16

I am aware of h-index. I was wondering what other types of scores are both widely and rarely used to measure the impact of a scientist?

  • related question: academia.stackexchange.com/q/13/66 – Artem Kaznatcheev Feb 14 '12 at 22:47
  • exact duplicate? – abatkai Feb 14 '12 at 23:39
  • not really a dup. It's a larger topic, and it can include the "einstein index" in the answer. I remember a very interesting paper or blog post on the comparison between h-index and the einstein index. – Stefano Borini Feb 14 '12 at 23:45
13

The h-index is common (and the g-index, which corrects for self-citation), as is the Journal Impact Factor. Johan Bollen has a good review of the various metrics.

However, it's important to point out that all those measures are just different ways of counting citations. They don't account for things like code you've written or talks you've given and they can't address systematic bias in citation practices such as coercive citation or citation mutation. Also, any citation-counting metric will penalize younger researchers simply due to the time it takes to publish one paper and for other papers to get published citing yours. In order to keep academics from having to publish a paper just to describe some code they've written or a dataset they've accumulated, aggregators have been built to pull in these various metrics and consolidate them. Total Impact is a good example of such a system.

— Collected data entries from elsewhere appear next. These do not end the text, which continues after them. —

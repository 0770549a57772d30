//! HTTP access to the remote game service.

use std::time::Duration;

use anyhow::{anyhow, Context, Result};
use async_trait::async_trait;
use reqwest::{header, Client};
use shared::{
    domain::{GameOutcome, SessionToken, TerritoryCatalog},
    protocol::{
        AnswerResponse, GuessRequest, GuessResponse, NewGameQuery, NewGameResponse, ANSWER_PATH,
        GUESS_PATH, NEW_GAME_PATH, SILHOUETTE_ACCEPT, SILHOUETTE_PATH, TERRITORIES_PATH,
    },
};
use tracing::debug;
use url::Url;

/// Raw silhouette image as served.
#[derive(Debug, Clone)]
pub struct SilhouettePayload {
    pub bytes: Vec<u8>,
    pub content_type: Option<String>,
}

/// Result of a guess request that reached the service.
#[derive(Debug, Clone, PartialEq)]
pub enum GuessVerdict {
    Evaluated(GuessResponse),
    /// Non-2xx answer, usually a name the service could not geolocate.
    Rejected { status: u16, body: String },
}

#[async_trait]
pub trait GameApi: Send + Sync {
    /// Creates a session, or resumes `resume` when given. The service may
    /// still hand back a different token.
    async fn negotiate_session(&self, resume: Option<&SessionToken>) -> Result<SessionToken>;
    async fn fetch_silhouette(&self) -> Result<SilhouettePayload>;
    async fn fetch_territories(&self) -> Result<TerritoryCatalog>;
    async fn submit_guess(&self, session: &SessionToken, country: &str) -> Result<GuessVerdict>;
    async fn fetch_answer(&self) -> Result<GameOutcome>;
}

pub struct HttpGameApi {
    http: Client,
    base_url: Url,
}

impl HttpGameApi {
    pub fn new(base_url: &str) -> Result<Self> {
        Self::from_builder(base_url, Client::builder())
    }

    pub fn with_timeout(base_url: &str, timeout: Duration) -> Result<Self> {
        Self::from_builder(base_url, Client::builder().timeout(timeout))
    }

    fn from_builder(base_url: &str, builder: reqwest::ClientBuilder) -> Result<Self> {
        let http = builder.build().context("failed to build http client")?;
        Ok(Self {
            http,
            base_url: normalize_base_url(base_url)?,
        })
    }

    pub fn base_url(&self) -> &Url {
        &self.base_url
    }

    fn endpoint(&self, path: &str) -> Result<Url> {
        self.base_url
            .join(path)
            .with_context(|| format!("invalid endpoint path '{path}'"))
    }
}

fn normalize_base_url(raw: &str) -> Result<Url> {
    let raw = raw.trim();
    let mut url = Url::parse(raw).with_context(|| format!("invalid api url '{raw}'"))?;
    if !matches!(url.scheme(), "http" | "https") {
        return Err(anyhow!("api url must start with http:// or https://"));
    }
    // Url::join drops the last path segment unless it ends with a slash.
    if !url.path().ends_with('/') {
        let path = format!("{}/", url.path());
        url.set_path(&path);
    }
    Ok(url)
}

#[async_trait]
impl GameApi for HttpGameApi {
    async fn negotiate_session(&self, resume: Option<&SessionToken>) -> Result<SessionToken> {
        let query = NewGameQuery {
            session_id: resume.map(|token| token.as_str().to_string()),
        };
        let res = self
            .http
            .get(self.endpoint(NEW_GAME_PATH)?)
            .query(&query)
            .send()
            .await
            .context("newgame request failed")?
            .error_for_status()?;
        let body: NewGameResponse = res.json().await.context("invalid newgame response")?;
        SessionToken::new(body.session_id)
            .ok_or_else(|| anyhow!("service returned a blank session id"))
    }

    async fn fetch_silhouette(&self) -> Result<SilhouettePayload> {
        let res = self
            .http
            .get(self.endpoint(SILHOUETTE_PATH)?)
            .header(header::ACCEPT, SILHOUETTE_ACCEPT)
            .send()
            .await
            .context("silhouette request failed")?
            .error_for_status()?;
        let content_type = res
            .headers()
            .get(header::CONTENT_TYPE)
            .and_then(|value| value.to_str().ok())
            .map(str::to_string);
        let bytes = res
            .bytes()
            .await
            .context("failed to read silhouette body")?;
        debug!(
            "transport: silhouette bytes={} content_type={:?}",
            bytes.len(),
            content_type
        );
        Ok(SilhouettePayload {
            bytes: bytes.to_vec(),
            content_type,
        })
    }

    async fn fetch_territories(&self) -> Result<TerritoryCatalog> {
        let names: Vec<String> = self
            .http
            .get(self.endpoint(TERRITORIES_PATH)?)
            .send()
            .await
            .context("territories request failed")?
            .error_for_status()?
            .json()
            .await
            .context("invalid territories response")?;
        Ok(TerritoryCatalog::new(names))
    }

    async fn submit_guess(&self, session: &SessionToken, country: &str) -> Result<GuessVerdict> {
        let res = self
            .http
            .post(self.endpoint(GUESS_PATH)?)
            .json(&GuessRequest::new(session, country))
            .send()
            .await
            .context("guess request failed")?;

        let status = res.status();
        if !status.is_success() {
            let body = res.text().await.unwrap_or_default();
            return Ok(GuessVerdict::Rejected {
                status: status.as_u16(),
                body,
            });
        }

        let body: GuessResponse = res.json().await.context("invalid guess response")?;
        Ok(GuessVerdict::Evaluated(body))
    }

    async fn fetch_answer(&self) -> Result<GameOutcome> {
        let body: AnswerResponse = self
            .http
            .get(self.endpoint(ANSWER_PATH)?)
            .send()
            .await
            .context("answer request failed")?
            .error_for_status()?
            .json()
            .await
            .context("invalid answer response")?;
        Ok(body.into())
    }
}

#[cfg(test)]
#[path = "tests/transport_tests.rs"]
mod tests;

The general field of study looking at incorporating these broader metrics is called #altmetrics, and you can find a collection of research on the topic here.

6

Beyond the h-index, I don't think there's any definitive parameters used in practice. However, some other common factors used to evaluate research faculty:

  • Publication count
  • Quantity of funding
  • Number of invited talks & invited journal articles
  • Lab size

Note that these apply to the fields I'm familiar with, neuroscience and engineering. I suspect that these answers will vary according to field.

  • 2
    The number of patents is also sometimes useful. – Joel Reyes Noche Feb 15 '12 at 0:32
6

There's the g-index and the h-b-index. Another thing is (in conjunction with the number of publications) the number of coauthors, i.e. has somebody only worked with one group (perhaps at the same university) or have they collaborated with lots of people from different institutions.

6

To add to other answers:

How often one publishes in the most prestigious general journals (e.g. Science and Nature) and most prestigious journals in their field (e.g. Physical Review Letters).

  • I think that nowadays publication in the most prestigious journals is not as good as it used to be, this because of people trying to do it just because of popularity. – nicoguaro Oct 8 '14 at 3:46
4

Take a look at this open article in Scientific Reports for a measure that attempts to discard productivity as a factor in evaluating the output of research.

3

I believe the answer to your question depends very strongly on the field. In mine, mathematics, the most used quick proxy for quality of research is the prestige of journals one's publishes in (which is not measured by impact factor, although there is a correlation).

In some humanities fields, books are the most prominent research outputs.

For a PhD student in biology (especially molecular and cellular, at least in some labs in France), time spent in lab in the evenings and week-ends seems to overweight everything else.